— TASK DETAILS —
Set down the entries once more, exactly as they are written.

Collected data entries
════════════════════
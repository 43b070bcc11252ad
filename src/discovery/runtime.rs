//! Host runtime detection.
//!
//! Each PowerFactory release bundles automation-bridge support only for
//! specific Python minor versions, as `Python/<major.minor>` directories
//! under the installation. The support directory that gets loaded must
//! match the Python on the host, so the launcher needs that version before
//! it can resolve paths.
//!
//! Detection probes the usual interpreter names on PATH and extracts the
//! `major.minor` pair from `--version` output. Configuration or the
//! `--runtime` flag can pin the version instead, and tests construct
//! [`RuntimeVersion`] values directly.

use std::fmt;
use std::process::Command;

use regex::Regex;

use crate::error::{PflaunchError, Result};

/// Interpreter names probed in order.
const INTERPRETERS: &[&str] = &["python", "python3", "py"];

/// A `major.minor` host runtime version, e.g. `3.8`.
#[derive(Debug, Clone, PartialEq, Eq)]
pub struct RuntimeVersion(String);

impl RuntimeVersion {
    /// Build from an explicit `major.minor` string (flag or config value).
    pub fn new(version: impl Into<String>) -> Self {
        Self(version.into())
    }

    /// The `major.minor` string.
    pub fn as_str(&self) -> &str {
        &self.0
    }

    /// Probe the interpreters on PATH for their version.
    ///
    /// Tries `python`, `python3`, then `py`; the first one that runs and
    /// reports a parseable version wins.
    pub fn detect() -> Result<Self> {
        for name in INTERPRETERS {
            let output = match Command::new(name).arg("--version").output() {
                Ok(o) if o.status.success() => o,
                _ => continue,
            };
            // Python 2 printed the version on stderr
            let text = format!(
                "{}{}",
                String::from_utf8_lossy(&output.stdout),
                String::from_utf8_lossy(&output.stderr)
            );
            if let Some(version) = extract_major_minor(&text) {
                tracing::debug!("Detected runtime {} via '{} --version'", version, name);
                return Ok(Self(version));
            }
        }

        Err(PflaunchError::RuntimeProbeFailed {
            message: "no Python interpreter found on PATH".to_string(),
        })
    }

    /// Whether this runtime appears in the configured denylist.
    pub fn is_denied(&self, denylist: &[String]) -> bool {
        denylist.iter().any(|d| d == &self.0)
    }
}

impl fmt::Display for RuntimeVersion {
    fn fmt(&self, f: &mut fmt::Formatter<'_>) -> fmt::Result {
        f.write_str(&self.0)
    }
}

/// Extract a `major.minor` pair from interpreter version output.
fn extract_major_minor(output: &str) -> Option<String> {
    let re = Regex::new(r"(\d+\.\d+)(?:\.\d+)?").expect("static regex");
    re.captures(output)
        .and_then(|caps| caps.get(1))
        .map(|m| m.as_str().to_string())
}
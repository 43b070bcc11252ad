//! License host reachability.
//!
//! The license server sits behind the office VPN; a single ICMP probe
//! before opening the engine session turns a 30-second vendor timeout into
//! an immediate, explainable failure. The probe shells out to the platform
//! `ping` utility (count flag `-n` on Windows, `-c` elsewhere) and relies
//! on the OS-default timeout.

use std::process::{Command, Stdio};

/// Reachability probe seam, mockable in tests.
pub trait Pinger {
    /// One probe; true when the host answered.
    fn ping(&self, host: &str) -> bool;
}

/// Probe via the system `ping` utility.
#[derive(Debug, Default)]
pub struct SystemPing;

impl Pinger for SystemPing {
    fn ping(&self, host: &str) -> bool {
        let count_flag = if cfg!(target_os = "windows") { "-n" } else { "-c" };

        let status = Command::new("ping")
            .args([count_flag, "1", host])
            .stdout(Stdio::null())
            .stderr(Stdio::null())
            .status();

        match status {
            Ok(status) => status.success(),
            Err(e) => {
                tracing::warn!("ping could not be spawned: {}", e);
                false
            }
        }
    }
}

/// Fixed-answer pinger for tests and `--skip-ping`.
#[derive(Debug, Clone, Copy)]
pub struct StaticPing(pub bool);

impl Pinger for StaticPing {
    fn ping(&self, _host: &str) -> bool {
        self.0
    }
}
════════════════════
— ANSWER TO THE PROBLEM —
repository 43b070bcc11252ad
filename src/discovery/runtime.rs
//! Host runtime detection.
//!
//! Each PowerFactory release bundles automation-bridge support only for
//! specific Python minor versions, as `Python/<major.minor>` directories
//! under the installation. The support directory that gets loaded must
//! match the Python on the host, so the launcher needs that version before
//! it can resolve paths.
//!
//! Detection probes the usual interpreter names on PATH and extracts the
//! `major.minor` pair from `--version` output. Configuration or the
//! `--runtime` flag can pin the version instead, and tests construct
//! [`RuntimeVersion`] values directly.

use std::fmt;
use std::process::Command;

use regex::Regex;

use crate::error::{PflaunchError, Result};

/// Interpreter names probed in order.
const INTERPRETERS: &[&str] = &["python", "python3", "py"];

/// A `major.minor` host runtime version, e.g. `3.8`.
#[derive(Debug, Clone, PartialEq, Eq)]
pub struct RuntimeVersion(String);

impl RuntimeVersion {
    /// Build from an explicit `major.minor` string (flag or config value).
    pub fn new(version: impl Into<String>) -> Self {
        Self(version.into())
    }

    /// The `major.minor` string.
    pub fn as_str(&self) -> &str {
        &self.0
    }

    /// Probe the interpreters on PATH for their version.
    ///
    /// Tries `python`, `python3`, then `py`; the first one that runs and
    /// reports a parseable version wins.
    pub fn detect() -> Result<Self> {
        for name in INTERPRETERS {
            let output = match Command::new(name).arg("--version").output() {
                Ok(o) if o.status.success() => o,
                _ => continue,
            };
            // Python 2 printed the version on stderr
            let text = format!(
                "{}{}",
                String::from_utf8_lossy(&output.stdout),
                String::from_utf8_lossy(&output.stderr)
            );
            if let Some(version) = extract_major_minor(&text) {
                tracing::debug!("Detected runtime {} via '{} --version'", version, name);
                return Ok(Self(version));
            }
        }

        Err(PflaunchError::RuntimeProbeFailed {
            message: "no Python interpreter found on PATH".to_string(),
        })
    }

    /// Whether this runtime appears in the configured denylist.
    pub fn is_denied(&self, denylist: &[String]) -> bool {
        denylist.iter().any(|d| d == &self.0)
    }
}

impl fmt::Display for RuntimeVersion {
    fn fmt(&self, f: &mut fmt::Formatter<'_>) -> fmt::Result {
        f.write_str(&self.0)
    }
}

/// Extract a `major.minor` pair from interpreter version output.
fn extract_major_minor(output: &str) -> Option<String> {
    let re = Regex::new(r"(\d+\.\d+)(?:\.\d+)?").expect("static regex");
    re.captures(output)
        .and_then(|caps| caps.get(1))
        .map(|m| m.as_str().to_string())
}
repository 43b070bcc11252ad
//! License host reachability.
//!
//! The license server sits behind the office VPN; a single ICMP probe
//! before opening the engine session turns a 30-second vendor timeout into
//! an immediate, explainable failure. The probe shells out to the platform
//! `ping` utility (count flag `-n` on Windows, `-c` elsewhere) and relies
//! on the OS-default timeout.

use std::process::{Command, Stdio};

/// Reachability probe seam, mockable in tests.
pub trait Pinger {
    /// One probe; true when the host answered.
    fn ping(&self, host: &str) -> bool;
}

/// Probe via the system `ping` utility.
#[derive(Debug, Default)]
pub struct SystemPing;

impl Pinger for SystemPing {
    fn ping(&self, host: &str) -> bool {
        let count_flag = if cfg!(target_os = "windows") { "-n" } else { "-c" };

        let status = Command::new("ping")
            .args([count_flag, "1", host])
            .stdout(Stdio::null())
            .stderr(Stdio::null())
            .status();

        match status {
            Ok(status) => status.success(),
            Err(e) => {
                tracing::warn!("ping could not be spawned: {}", e);
                false
            }
        }
    }
}

/// Fixed-answer pinger for tests and `--skip-ping`.
#[derive(Debug, Clone, Copy)]
pub struct StaticPing(pub bool);

impl Pinger for StaticPing {
    fn ping(&self, _host: &str) -> bool {
        self.0
    }
}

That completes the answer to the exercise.